Interviewed in the madrasah's well-stocked library, Hassam is soft-spoken in the presence of a Western journalist, occasionally flashing a mischievous smile. He insists that only a small fraction of Afghans with lucrative connections back the corrupt administration of President Hamid Karzai; still fewer the heavy-handed presence of U.S.-led foreign troops, which, he says, have killed scores of Afghans while making no effort to understand the country's unique culture or faith. In his view, the antipathy stretches back to U.S. shores. Obama and the American public have shown their true selves, he contends, because no one has forcibly intervened to stop the planned burning of the Koran, a book that Muslims believe contains the absolute word of God. "This ignorance is why the U.S. is losing in Afghanistan," he says, and has created a frustrated majority that he wants to unify behind an Islamic system of enforced justice — though stopping short, he says, of the Taliban's harsh methods. A couple of male teenage students seated nearby nod in assent.

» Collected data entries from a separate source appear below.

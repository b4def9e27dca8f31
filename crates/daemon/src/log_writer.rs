// SPDX-License-Identifier: BUSL-1.1
// Copyright (c) 2026 Alfred Jean LLC

//! Append-only check/action logs with size-capped, hourly-bounded trims.

use chrono::{DateTime, Local, SecondsFormat};
use std::fs::{self, OpenOptions};
use std::io::Write;
use std::path::{Path, PathBuf};
use tracing::warn;

/// Trim is considered once the log reaches this size.
pub const MAX_LOG_BYTES: u64 = 10 * 1024 * 1024;

/// Minimum spacing between trims of one log.
pub const TRIM_COOLDOWN_SECONDS: f64 = 3600.0;

/// Rendering format for log records.
#[derive(Debug, Clone, Copy, PartialEq, Eq, clap::ValueEnum)]
pub enum LogFormat {
    /// One header line per record plus indented stdout/stderr blocks.
    PlainText,
    /// One JSON object per line (NDJSON).
    Json,
}

/// Which half of a pass a record describes.
#[derive(Debug, Clone, Copy, PartialEq, Eq)]
pub enum Phase {
    Check,
    Action,
}

impl Phase {
    fn as_str(self) -> &'static str {
        match self {
            Self::Check => "check",
            Self::Action => "action",
        }
    }
}

/// One check or action execution to be logged.
#[derive(Debug)]
pub struct LogRecord<'a> {
    pub timestamp_unix: f64,
    pub rule_id: u64,
    pub script: &'a str,
    pub phase: Phase,
    pub exit_code: i32,
    pub duration_ms: u64,
    pub stdout: &'a str,
    pub stderr: &'a str,
    pub stdout_truncated: u64,
    pub stderr_truncated: u64,
    pub timed_out: bool,
}

/// Append-only writer for one log stream (checks or actions).
///
/// Write errors are retried once and then dropped, never propagated:
/// a full disk must not stop the event loop.
pub struct LogWriter {
    path: PathBuf,
    format: LogFormat,
    dropped_records: u64,
}

impl LogWriter {
    pub fn new(path: impl Into<PathBuf>, format: LogFormat) -> Self {
        Self {
            path: path.into(),
            format,
            dropped_records: 0,
        }
    }

    pub fn path(&self) -> &Path {
        &self.path
    }

    /// Records dropped after a failed retry.
    pub fn dropped_records(&self) -> u64 {
        self.dropped_records
    }

    /// Append one record, trimming first if the log is over its size cap.
    pub fn append(&mut self, record: &LogRecord<'_>) {
        self.trim_if_needed(record.timestamp_unix);
        let text = match self.format {
            LogFormat::PlainText => render_plain(record),
            LogFormat::Json => render_json(record),
        };
        self.write(&text);
    }

    /// Append a marker for a fire suppressed by the rate limiter.
    pub fn append_throttled(&mut self, timestamp_unix: f64, rule_id: u64, script: &str) {
        self.trim_if_needed(timestamp_unix);
        let text = match self.format {
            LogFormat::PlainText => format!(
                "{} rule={} script={} phase=action throttled=true\n",
                iso_timestamp(timestamp_unix),
                rule_id,
                script,
            ),
            LogFormat::Json => {
                let mut line = serde_json::json!({
                    "timestamp": iso_timestamp(timestamp_unix),
                    "rule_id": rule_id,
                    "script": script,
                    "phase": "action",
                    "throttled": true,
                })
                .to_string();
                line.push('\n');
                line
            }
        };
        self.write(&text);
    }

    fn write(&mut self, text: &str) {
        if self.try_write(text).is_ok() {
            return;
        }
        // One retry, then drop the record rather than stall the loop.
        if let Err(e) = self.try_write(text) {
            self.dropped_records += 1;
            warn!(
                path = %self.path.display(),
                error = %e,
                dropped = self.dropped_records,
                "dropping log record after failed retry"
            );
        }
    }

    fn try_write(&self, text: &str) -> std::io::Result<()> {
        if let Some(parent) = self.path.parent() {
            fs::create_dir_all(parent)?;
        }
        let mut file = OpenOptions::new()
            .create(true)
            .append(true)
            .open(&self.path)?;
        file.write_all(text.as_bytes())
    }

    fn trim_marker_path(&self) -> PathBuf {
        let mut name = self
            .path
            .file_name()
            .map(|n| n.to_string_lossy().into_owned())
            .unwrap_or_default();
        name.push_str(".trim");
        self.path.with_file_name(name)
    }

    fn last_trim_at(&self) -> f64 {
        fs::read_to_string(self.trim_marker_path())
            .ok()
            .and_then(|text| text.trim().parse().ok())
            .unwrap_or(0.0)
    }

    /// Trim to the trailing half at a record boundary, at most once an
    /// hour. The marker file persists the bound across restarts.
    fn trim_if_needed(&self, now_unix: f64) {
        let size = match fs::metadata(&self.path) {
            Ok(meta) => meta.len(),
            Err(_) => return,
        };
        if size < MAX_LOG_BYTES {
            return;
        }
        if now_unix - self.last_trim_at() < TRIM_COOLDOWN_SECONDS {
            return;
        }

        let content = match fs::read(&self.path) {
            Ok(content) => content,
            Err(e) => {
                warn!(path = %self.path.display(), error = %e, "log trim read failed");
                return;
            }
        };
        let tail = &content[content.len() / 2..];
        let keep = match self.format {
            LogFormat::Json => next_line_start(tail),
            LogFormat::PlainText => next_header_start(tail),
        };
        if let Err(e) = fs::write(&self.path, &tail[keep..]) {
            warn!(path = %self.path.display(), error = %e, "log trim write failed");
            return;
        }
        if let Err(e) = fs::write(self.trim_marker_path(), format!("{now_unix}\n")) {
            warn!(path = %self.path.display(), error = %e, "trim marker write failed");
        }
    }
}

/// Offset of the first complete line in `tail`.
fn next_line_start(tail: &[u8]) -> usize {
    tail.iter()
        .position(|&b| b == b'\n')
        .map(|i| i + 1)
        .unwrap_or(0)
}

/// Offset of the first plain-text header line in `tail`. Header lines
/// are unindented; continuation lines start with two spaces.
fn next_header_start(tail: &[u8]) -> usize {
    let mut at = 0;
    loop {
        match tail[at..].iter().position(|&b| b == b'\n') {
            Some(i) => {
                let start = at + i + 1;
                if start >= tail.len() {
                    return 0;
                }
                if tail[start] != b' ' {
                    return start;
                }
                at = start;
            }
            None => return 0,
        }
    }
}

fn render_plain(record: &LogRecord<'_>) -> String {
    let mut out = format!(
        "{} rule={} script={} phase={} exit={} duration_ms={} timed_out={}\n",
        iso_timestamp(record.timestamp_unix),
        record.rule_id,
        record.script,
        record.phase.as_str(),
        record.exit_code,
        record.duration_ms,
        record.timed_out,
    );
    for line in record.stdout.lines() {
        out.push_str("  stdout| ");
        out.push_str(line);
        out.push('\n');
    }
    if record.stdout_truncated > 0 {
        out.push_str(&format!(
            "  stdout| [truncated {} bytes]\n",
            record.stdout_truncated
        ));
    }
    for line in record.stderr.lines() {
        out.push_str("  stderr| ");
        out.push_str(line);
        out.push('\n');
    }
    if record.stderr_truncated > 0 {
        out.push_str(&format!(
            "  stderr| [truncated {} bytes]\n",
            record.stderr_truncated
        ));
    }
    out
}

fn render_json(record: &LogRecord<'_>) -> String {
    let mut line = serde_json::json!({
        "timestamp": iso_timestamp(record.timestamp_unix),
        "rule_id": record.rule_id,
        "script": record.script,
        "phase": record.phase.as_str(),
        "exit_code": record.exit_code,
        "duration_ms": record.duration_ms,
        "stdout": record.stdout,
        "stderr": record.stderr,
        "stdout_truncated": record.stdout_truncated,
        "stderr_truncated": record.stderr_truncated,
        "timed_out": record.timed_out,
    })
    .to_string();
    line.push('\n');
    line
}

/// ISO-8601 wall-clock timestamp with the local offset.
fn iso_timestamp(unix: f64) -> String {
    let secs = unix.floor() as i64;
    let nanos = ((unix - unix.floor()) * 1e9) as u32;
    DateTime::from_timestamp(secs, nanos)
        .map(|dt| {
            dt.with_timezone(&Local)
                .to_rfc3339_opts(SecondsFormat::Millis, false)
        })
        .unwrap_or_else(|| format!("{unix}"))
}

#[cfg(test)]
#[path = "log_writer_tests.rs"]
mod tests;
// SPDX-License-Identifier: BUSL-1.1
// Copyright (c) 2026 Alfred Jean LLC

//! NFS-safe leader lease over a state directory.
//!
//! The atomic primitive is exclusive directory creation at a fixed
//! path, which is atomic on NFSv3+ when the same path is contended
//! (file-level exclusive open flags are not reliable on all NFS
//! clients). The metadata file lives *inside* the lock directory so a
//! half-built claim is removed together with its directory. Crashed
//! holders are reclaimed after lease expiry plus a grace period.

use kicker_core::Clock;
use serde::{Deserialize, Serialize};
use std::fs;
use std::path::PathBuf;
use std::sync::Arc;
use thiserror::Error;
use tracing::{debug, warn};

/// Name of the lock directory under the state dir.
const LOCK_DIR_NAME: &str = "leader.lock";

/// Name of the metadata file inside the lock directory.
const META_FILE_NAME: &str = "leader.json";

/// Persisted leader metadata.
#[derive(Debug, Clone, PartialEq, Serialize, Deserialize)]
pub struct LeaderMeta {
    pub hostname: String,
    pub pid: u32,
    /// Wall-clock seconds when the leader started.
    pub start_time: f64,
    /// Wall-clock seconds when the lease lapses unless refreshed.
    pub lease_expires_at: f64,
}

/// Outcome of a claim attempt.
#[derive(Debug)]
pub enum Claim {
    /// The lock directory was created and the lease is ours.
    Acquired,
    /// A previous claim had expired past its grace period; it was
    /// removed and the lease is now ours. Callers treat this as
    /// acquired.
    Stale(LeaderMeta),
    /// A live claim exists (or the bounded takeover retry lost a race).
    HeldBy(LeaderMeta),
}

#[derive(Debug, Error)]
pub enum LeaseError {
    #[error("lease i/o error: {0}")]
    Io(#[from] std::io::Error),
    #[error("leader metadata is corrupt: {0}")]
    Corrupt(#[from] serde_json::Error),
    #[error("lease now belongs to {hostname} (pid {pid})")]
    Foreign { hostname: String, pid: u32 },
    #[error("leader metadata disappeared during refresh")]
    MetadataLost,
    #[error("lock directory was re-claimed during stale takeover")]
    Contended,
}

/// Leader lease store for one state directory.
pub struct LeaseStore {
    lock_dir: PathBuf,
    lease_seconds: f64,
    grace_seconds: f64,
    clock: Arc<dyn Clock>,
    hostname: String,
    pid: u32,
    start_time: f64,
}

impl LeaseStore {
    /// Lease store identifying the current process.
    pub fn new(
        state_dir: impl Into<PathBuf>,
        lease_seconds: f64,
        grace_seconds: f64,
        clock: Arc<dyn Clock>,
    ) -> Self {
        let hostname = local_hostname();
        let pid = std::process::id();
        Self::with_identity(state_dir, lease_seconds, grace_seconds, clock, hostname, pid)
    }

    /// Lease store with an explicit identity. Tests use this to act as
    /// another host contending for the same directory.
    pub fn with_identity(
        state_dir: impl Into<PathBuf>,
        lease_seconds: f64,
        grace_seconds: f64,
        clock: Arc<dyn Clock>,
        hostname: String,
        pid: u32,
    ) -> Self {
        let start_time = clock.now_unix();
        Self {
            lock_dir: state_dir.into().join(LOCK_DIR_NAME),
            lease_seconds,
            grace_seconds,
            clock,
            hostname,
            pid,
            start_time,
        }
    }

    fn meta_path(&self) -> PathBuf {
        self.lock_dir.join(META_FILE_NAME)
    }

    /// Attempt to claim the lease. At most one stale takeover retry is
    /// made, so contention cannot thrash.
    pub fn try_acquire(&self) -> Result<Claim, LeaseError> {
        match fs::create_dir(&self.lock_dir) {
            Ok(()) => {
                self.write_meta()?;
                Ok(Claim::Acquired)
            }
            Err(e) if e.kind() == std::io::ErrorKind::AlreadyExists => self.contend(),
            Err(e) => Err(e.into()),
        }
    }

    fn contend(&self) -> Result<Claim, LeaseError> {
        let existing = match self.read() {
            Ok(meta) => meta,
            Err(LeaseError::Corrupt(e)) => {
                // An unreadable claim cannot be honored; treat as stale.
                warn!(error = %e, "leader metadata unreadable, treating claim as stale");
                None
            }
            Err(e) => return Err(e),
        };

        let now = self.clock.now_unix();
        if let Some(ref meta) = existing {
            if now <= meta.lease_expires_at + self.grace_seconds {
                return Ok(Claim::HeldBy(meta.clone()));
            }
        }

        debug!(lock_dir = %self.lock_dir.display(), "removing stale leader claim");
        fs::remove_dir_all(&self.lock_dir)?;
        match fs::create_dir(&self.lock_dir) {
            Ok(()) => {
                self.write_meta()?;
                match existing {
                    Some(meta) => Ok(Claim::Stale(meta)),
                    None => Ok(Claim::Acquired),
                }
            }
            Err(e) if e.kind() == std::io::ErrorKind::AlreadyExists => {
                // Someone else took over between our removal and retry.
                match self.read()? {
                    Some(meta) => Ok(Claim::HeldBy(meta)),
                    None => Err(LeaseError::Contended),
                }
            }
            Err(e) => Err(e.into()),
        }
    }

    /// Extend the lease. Fails with [`LeaseError::Foreign`] if the
    /// metadata no longer names this process; the caller must then shut
    /// down immediately without releasing (split-brain defense).
    pub fn refresh(&self) -> Result<(), LeaseError> {
        match self.read()? {
            Some(meta) if meta.hostname == self.hostname && meta.pid == self.pid => {
                self.write_meta()
            }
            Some(meta) => Err(LeaseError::Foreign {
                hostname: meta.hostname,
                pid: meta.pid,
            }),
            None => Err(LeaseError::MetadataLost),
        }
    }

    /// Release the lease if it still names this process. Releasing a
    /// lease we no longer hold would clobber the new leader.
    pub fn release(&self) -> Result<(), LeaseError> {
        match self.read() {
            Ok(Some(meta)) if meta.hostname == self.hostname && meta.pid == self.pid => {
                fs::remove_dir_all(&self.lock_dir)?;
                Ok(())
            }
            Ok(_) => Ok(()),
            Err(LeaseError::Corrupt(_)) => Ok(()),
            Err(e) => Err(e),
        }
    }

    /// Read the current leader metadata, if any.
    pub fn read(&self) -> Result<Option<LeaderMeta>, LeaseError> {
        let text = match fs::read_to_string(self.meta_path()) {
            Ok(text) => text,
            Err(e) if e.kind() == std::io::ErrorKind::NotFound => return Ok(None),
            Err(e) => return Err(e.into()),
        };
        Ok(Some(serde_json::from_str(&text)?))
    }

    /// Interval between refreshes: a third of the lease, floored at 1s.
    pub fn refresh_interval(&self) -> std::time::Duration {
        std::time::Duration::from_secs_f64((self.lease_seconds / 3.0).max(1.0))
    }

    fn write_meta(&self) -> Result<(), LeaseError> {
        let meta = LeaderMeta {
            hostname: self.hostname.clone(),
            pid: self.pid,
            start_time: self.start_time,
            lease_expires_at: self.clock.now_unix() + self.lease_seconds,
        };
        let mut text = serde_json::to_string_pretty(&meta)?;
        text.push('\n');
        // Write-then-rename so readers never observe a partial document.
        let tmp = self.lock_dir.join("leader.json.tmp");
        fs::write(&tmp, text)?;
        fs::rename(&tmp, self.meta_path())?;
        Ok(())
    }
}

/// Best-effort hostname for leader identity and the stop contract.
pub fn local_hostname() -> String {
    std::env::var("HOSTNAME")
        .or_else(|_| std::env::var("HOST"))
        .ok()
        .map(|s| s.trim().to_string())
        .filter(|s| !s.is_empty())
        .or_else(|| {
            fs::read_to_string("/proc/sys/kernel/hostname")
                .ok()
                .map(|s| s.trim().to_string())
                .filter(|s| !s.is_empty())
        })
        .unwrap_or_else(|| "unknown".to_string())
}

#[cfg(test)]
#[path = "lease_tests.rs"]
mod tests;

Hassam's critics counter that he's just playing politics. According to Sanjar Sohail, publisher of one of Afghanistan's largest dailies, the black-bearded cleric is "exploring the [Koran controversy] for political gain, and he's done this kind of thing for years." He says Hassam has flaunted alleged abuses against him during his time in prison to gain sympathy and malign opponents. At the same time, Sohail acknowledges that desecration of the Koran would offend both moderate and radical Muslims, making it a handy propaganda tool sure to be exploited by rabble-rousers in Afghanistan and elsewhere. Indeed, the prospect of violence from Jakarta to Jalalabad has shaken U.S.-based religious groups of all stripes, as well as civilian and military leaders. General David Petraeus, commander of U.S. and international forces in Afghanistan, took the unusual step on Tuesday of publicly expressing worries that the small Florida church's stunt could endanger U.S. troops overseas.

Hassam offers a vague response to the question of a possible violent backlash. He notes that when some children involved in the initial Kabul protest started throwing stones at a passing U.S. convoy, they were ordered to stop and obeyed, and the event ended peacefully. Nevertheless, with Jones' insistence that a bonfire will be lit this weekend, Hassam refuses to rule out more anti-America protests and stresses his right under Islamic law to issue a fatwa, or ruling, ordering up additional actions. "If the Koran burns in the U.S., Muslims will react wherever [Americans] are," he warns. "They will face real trouble."

Pressed to describe what those actions might be, the cleric will not be specific. But on a table near the library door, a stack of campaign cards sits for visitors to take on their way out. Hassam's political agenda is listed in bold font. "Strengthen Islam against Western hegemony," reads one. "Liberation from filthy conspiracies (Infidels and Colonialism)," reads another. It is not hard to read between the lines.